Work request: Every record that follows must be set down word for word.

Source material:
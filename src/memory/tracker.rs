//! Checkpoint Tracker
//!
//! Tracks the local checkpoint of every copy of a shard on the primary and
//! derives the global checkpoint from the in-sync copies.

use std::collections::{HashMap, HashSet};
use std::sync::RwLock;

use crate::error::{Error, Result};
use crate::shard::{AllocationId, SeqNo, ShardId, NO_OPS_PERFORMED, UNASSIGNED_SEQ_NO};

#[derive(Debug, Clone, Copy)]
struct CopyState {
    local_checkpoint: SeqNo,
    global_checkpoint: SeqNo,
    in_sync: bool,
}

#[derive(Debug, Default)]
struct TrackerState {
    copies: HashMap<AllocationId, CopyState>,
    global_checkpoint: SeqNo,
    version: u64,
    closed: bool,
}

/// Checkpoint bookkeeping for the copies of one shard
#[derive(Debug)]
pub struct CheckpointTracker {
    shard_id: ShardId,
    state: RwLock<TrackerState>,
}

impl CheckpointTracker {
    pub fn new(shard_id: ShardId) -> Self {
        Self {
            shard_id,
            state: RwLock::new(TrackerState {
                global_checkpoint: NO_OPS_PERFORMED,
                ..Default::default()
            }),
        }
    }

    /// Start tracking a copy
    pub fn track(&self, allocation_id: AllocationId, in_sync: bool) {
        let mut state = self.write();
        state.copies.entry(allocation_id).or_insert(CopyState {
            local_checkpoint: UNASSIGNED_SEQ_NO,
            global_checkpoint: UNASSIGNED_SEQ_NO,
            in_sync,
        });
        state.version += 1;
    }

    /// Stop tracking a copy, removing it from the in-sync set
    pub fn remove(&self, allocation_id: &AllocationId) -> bool {
        let mut state = self.write();
        let removed = state.copies.remove(allocation_id).is_some();
        if removed {
            state.version += 1;
            Self::advance_global_checkpoint(&mut state);
        }
        removed
    }

    pub fn update_local_checkpoint(&self, allocation_id: &AllocationId, checkpoint: SeqNo) -> Result<()> {
        let mut state = self.write();
        self.ensure_open(&state)?;
        let copy = state
            .copies
            .get_mut(allocation_id)
            .ok_or_else(|| self.unknown(allocation_id))?;
        if checkpoint > copy.local_checkpoint {
            copy.local_checkpoint = checkpoint;
            Self::advance_global_checkpoint(&mut state);
        }
        Ok(())
    }

    /// Record the global checkpoint a copy reported back
    pub fn update_global_checkpoint_for_shard(
        &self,
        allocation_id: &AllocationId,
        global_checkpoint: SeqNo,
    ) -> Result<()> {
        let mut state = self.write();
        self.ensure_open(&state)?;
        let copy = state
            .copies
            .get_mut(allocation_id)
            .ok_or_else(|| self.unknown(allocation_id))?;
        copy.global_checkpoint = copy.global_checkpoint.max(global_checkpoint);
        Ok(())
    }

    pub fn local_checkpoint(&self, allocation_id: &AllocationId) -> Option<SeqNo> {
        self.read().copies.get(allocation_id).map(|c| c.local_checkpoint)
    }

    /// Last global checkpoint reported by a copy
    pub fn global_checkpoint_of(&self, allocation_id: &AllocationId) -> Option<SeqNo> {
        self.read().copies.get(allocation_id).map(|c| c.global_checkpoint)
    }

    /// Highest sequence number every in-sync copy has processed
    pub fn global_checkpoint(&self) -> SeqNo {
        self.read().global_checkpoint
    }

    pub fn in_sync_ids(&self) -> HashSet<AllocationId> {
        self.read()
            .copies
            .iter()
            .filter(|(_, c)| c.in_sync)
            .map(|(id, _)| id.clone())
            .collect()
    }

    pub fn tracked_ids(&self) -> HashSet<AllocationId> {
        self.read().copies.keys().cloned().collect()
    }

    /// Incremented on every change to the tracked or in-sync sets
    pub fn version(&self) -> u64 {
        self.read().version
    }

    /// Reject further updates
    pub fn close(&self) {
        self.write().closed = true;
    }

    fn advance_global_checkpoint(state: &mut TrackerState) {
        let computed = state
            .copies
            .values()
            .filter(|c| c.in_sync)
            .map(|c| c.local_checkpoint)
            .min();
        if let Some(computed) = computed {
            if computed > state.global_checkpoint {
                state.global_checkpoint = computed;
            }
        }
    }

    fn ensure_open(&self, state: &TrackerState) -> Result<()> {
        if state.closed {
            return Err(Error::AlreadyClosed(format!("{} checkpoint tracker is closed", self.shard_id)));
        }
        Ok(())
    }

    fn unknown(&self, allocation_id: &AllocationId) -> Error {
        Error::IllegalShardState {
            shard_id: self.shard_id.clone(),
            state: "UNTRACKED".to_string(),
            reason: format!("allocation [{}] is not tracked", allocation_id),
        }
    }

    fn read(&self) -> std::sync::RwLockReadGuard<'_, TrackerState> {
        self.state.read().unwrap_or_else(|poisoned| poisoned.into_inner())
    }

    fn write(&self) -> std::sync::RwLockWriteGuard<'_, TrackerState> {
        self.state.write().unwrap_or_else(|poisoned| poisoned.into_inner())
    }
}

#[cfg(test)]
mod tests {
    use super::*;

    #[test]
    fn test_global_checkpoint_follows_slowest_in_sync_copy() {
        let tracker = CheckpointTracker::new(ShardId::new("logs", 0));
        let primary = AllocationId::new("p");
        let replica = AllocationId::new("r");
        let recovering = AllocationId::new("x");
        tracker.track(primary.clone(), true);
        tracker.track(replica.clone(), true);
        tracker.track(recovering.clone(), false);

        assert_eq!(tracker.global_checkpoint(), NO_OPS_PERFORMED);

        tracker.update_local_checkpoint(&primary, 5).unwrap();
        tracker.update_local_checkpoint(&replica, 3).unwrap();
        assert_eq!(tracker.global_checkpoint(), 3);

        // copies outside the in-sync set do not hold it back
        tracker.update_local_checkpoint(&recovering, 0).unwrap();
        assert_eq!(tracker.global_checkpoint(), 3);

        // local checkpoints never go backwards
        tracker.update_local_checkpoint(&replica, 1).unwrap();
        assert_eq!(tracker.local_checkpoint(&replica), Some(3));
    }

    #[test]
    fn test_removing_lagging_copy_advances_global_checkpoint() {
        let tracker = CheckpointTracker::new(ShardId::new("logs", 0));
        let primary = AllocationId::new("p");
        let replica = AllocationId::new("r");
        tracker.track(primary.clone(), true);
        tracker.track(replica.clone(), true);
        tracker.update_local_checkpoint(&primary, 9).unwrap();
        let version = tracker.version();

        assert!(tracker.remove(&replica));
        assert!(tracker.version() > version);
        assert_eq!(tracker.global_checkpoint(), 9);
        assert!(!tracker.in_sync_ids().contains(&replica));
    }

    #[test]
    fn test_closed_tracker_rejects_updates() {
        let tracker = CheckpointTracker::new(ShardId::new("logs", 0));
        let primary = AllocationId::new("p");
        tracker.track(primary.clone(), true);
        tracker.close();

        let err = tracker.update_local_checkpoint(&primary, 1).unwrap_err();
        assert!(err.is_already_closed());
        assert!(tracker.update_local_checkpoint(&AllocationId::new("?"), 1).is_err());
    }
}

Task output:
filename src/memory/tracker.rs
//! Checkpoint Tracker
//!
//! Tracks the local checkpoint of every copy of a shard on the primary and
//! derives the global checkpoint from the in-sync copies.

use std::collections::{HashMap, HashSet};
use std::sync::RwLock;

use crate::error::{Error, Result};
use crate::shard::{AllocationId, SeqNo, ShardId, NO_OPS_PERFORMED, UNASSIGNED_SEQ_NO};

#[derive(Debug, Clone, Copy)]
struct CopyState {
    local_checkpoint: SeqNo,
    global_checkpoint: SeqNo,
    in_sync: bool,
}

#[derive(Debug, Default)]
struct TrackerState {
    copies: HashMap<AllocationId, CopyState>,
    global_checkpoint: SeqNo,
    version: u64,
    closed: bool,
}

/// Checkpoint bookkeeping for the copies of one shard
#[derive(Debug)]
pub struct CheckpointTracker {
    shard_id: ShardId,
    state: RwLock<TrackerState>,
}

impl CheckpointTracker {
    pub fn new(shard_id: ShardId) -> Self {
        Self {
            shard_id,
            state: RwLock::new(TrackerState {
                global_checkpoint: NO_OPS_PERFORMED,
                ..Default::default()
            }),
        }
    }

    /// Start tracking a copy
    pub fn track(&self, allocation_id: AllocationId, in_sync: bool) {
        let mut state = self.write();
        state.copies.entry(allocation_id).or_insert(CopyState {
            local_checkpoint: UNASSIGNED_SEQ_NO,
            global_checkpoint: UNASSIGNED_SEQ_NO,
            in_sync,
        });
        state.version += 1;
    }

    /// Stop tracking a copy, removing it from the in-sync set
    pub fn remove(&self, allocation_id: &AllocationId) -> bool {
        let mut state = self.write();
        let removed = state.copies.remove(allocation_id).is_some();
        if removed {
            state.version += 1;
            Self::advance_global_checkpoint(&mut state);
        }
        removed
    }

    pub fn update_local_checkpoint(&self, allocation_id: &AllocationId, checkpoint: SeqNo) -> Result<()> {
        let mut state = self.write();
        self.ensure_open(&state)?;
        let copy = state
            .copies
            .get_mut(allocation_id)
            .ok_or_else(|| self.unknown(allocation_id))?;
        if checkpoint > copy.local_checkpoint {
            copy.local_checkpoint = checkpoint;
            Self::advance_global_checkpoint(&mut state);
        }
        Ok(())
    }

    /// Record the global checkpoint a copy reported back
    pub fn update_global_checkpoint_for_shard(
        &self,
        allocation_id: &AllocationId,
        global_checkpoint: SeqNo,
    ) -> Result<()> {
        let mut state = self.write();
        self.ensure_open(&state)?;
        let copy = state
            .copies
            .get_mut(allocation_id)
            .ok_or_else(|| self.unknown(allocation_id))?;
        copy.global_checkpoint = copy.global_checkpoint.max(global_checkpoint);
        Ok(())
    }

    pub fn local_checkpoint(&self, allocation_id: &AllocationId) -> Option<SeqNo> {
        self.read().copies.get(allocation_id).map(|c| c.local_checkpoint)
    }

    /// Last global checkpoint reported by a copy
    pub fn global_checkpoint_of(&self, allocation_id: &AllocationId) -> Option<SeqNo> {
        self.read().copies.get(allocation_id).map(|c| c.global_checkpoint)
    }

    /// Highest sequence number every in-sync copy has processed
    pub fn global_checkpoint(&self) -> SeqNo {
        self.read().global_checkpoint
    }

    pub fn in_sync_ids(&self) -> HashSet<AllocationId> {
        self.read()
            .copies
            .iter()
            .filter(|(_, c)| c.in_sync)
            .map(|(id, _)| id.clone())
            .collect()
    }

    pub fn tracked_ids(&self) -> HashSet<AllocationId> {
        self.read().copies.keys().cloned().collect()
    }

    /// Incremented on every change to the tracked or in-sync sets
    pub fn version(&self) -> u64 {
        self.read().version
    }

    /// Reject further updates
    pub fn close(&self) {
        self.write().closed = true;
    }

    fn advance_global_checkpoint(state: &mut TrackerState) {
        let computed = state
            .copies
            .values()
            .filter(|c| c.in_sync)
            .map(|c| c.local_checkpoint)
            .min();
        if let Some(computed) = computed {
            if computed > state.global_checkpoint {
                state.global_checkpoint = computed;
            }
        }
    }

    fn ensure_open(&self, state: &TrackerState) -> Result<()> {
        if state.closed {
            return Err(Error::AlreadyClosed(format!("{} checkpoint tracker is closed", self.shard_id)));
        }
        Ok(())
    }

    fn unknown(&self, allocation_id: &AllocationId) -> Error {
        Error::IllegalShardState {
            shard_id: self.shard_id.clone(),
            state: "UNTRACKED".to_string(),
            reason: format!("allocation [{}] is not tracked", allocation_id),
        }
    }

    fn read(&self) -> std::sync::RwLockReadGuard<'_, TrackerState> {
        self.state.read().unwrap_or_else(|poisoned| poisoned.into_inner())
    }

    fn write(&self) -> std::sync::RwLockWriteGuard<'_, TrackerState> {
        self.state.write().unwrap_or_else(|poisoned| poisoned.into_inner())
    }
}

#[cfg(test)]
mod tests {
    use super::*;

    #[test]
    fn test_global_checkpoint_follows_slowest_in_sync_copy() {
        let tracker = CheckpointTracker::new(ShardId::new("logs", 0));
        let primary = AllocationId::new("p");
        let replica = AllocationId::new("r");
        let recovering = AllocationId::new("x");
        tracker.track(primary.clone(), true);
        tracker.track(replica.clone(), true);
        tracker.track(recovering.clone(), false);

        assert_eq!(tracker.global_checkpoint(), NO_OPS_PERFORMED);

        tracker.update_local_checkpoint(&primary, 5).unwrap();
        tracker.update_local_checkpoint(&replica, 3).unwrap();
        assert_eq!(tracker.global_checkpoint(), 3);

        // copies outside the in-sync set do not hold it back
        tracker.update_local_checkpoint(&recovering, 0).unwrap();
        assert_eq!(tracker.global_checkpoint(), 3);

        // local checkpoints never go backwards
        tracker.update_local_checkpoint(&replica, 1).unwrap();
        assert_eq!(tracker.local_checkpoint(&replica), Some(3));
    }

    #[test]
    fn test_removing_lagging_copy_advances_global_checkpoint() {
        let tracker = CheckpointTracker::new(ShardId::new("logs", 0));
        let primary = AllocationId::new("p");
        let replica = AllocationId::new("r");
        tracker.track(primary.clone(), true);
        tracker.track(replica.clone(), true);
        tracker.update_local_checkpoint(&primary, 9).unwrap();
        let version = tracker.version();

        assert!(tracker.remove(&replica));
        assert!(tracker.version() > version);
        assert_eq!(tracker.global_checkpoint(), 9);
        assert!(!tracker.in_sync_ids().contains(&replica));
    }

    #[test]
    fn test_closed_tracker_rejects_updates() {
        let tracker = CheckpointTracker::new(ShardId::new("logs", 0));
        let primary = AllocationId::new("p");
        tracker.track(primary.clone(), true);
        tracker.close();

        let err = tracker.update_local_checkpoint(&primary, 1).unwrap_err();
        assert!(err.is_already_closed());
        assert!(tracker.update_local_checkpoint(&AllocationId::new("?"), 1).is_err());
    }
}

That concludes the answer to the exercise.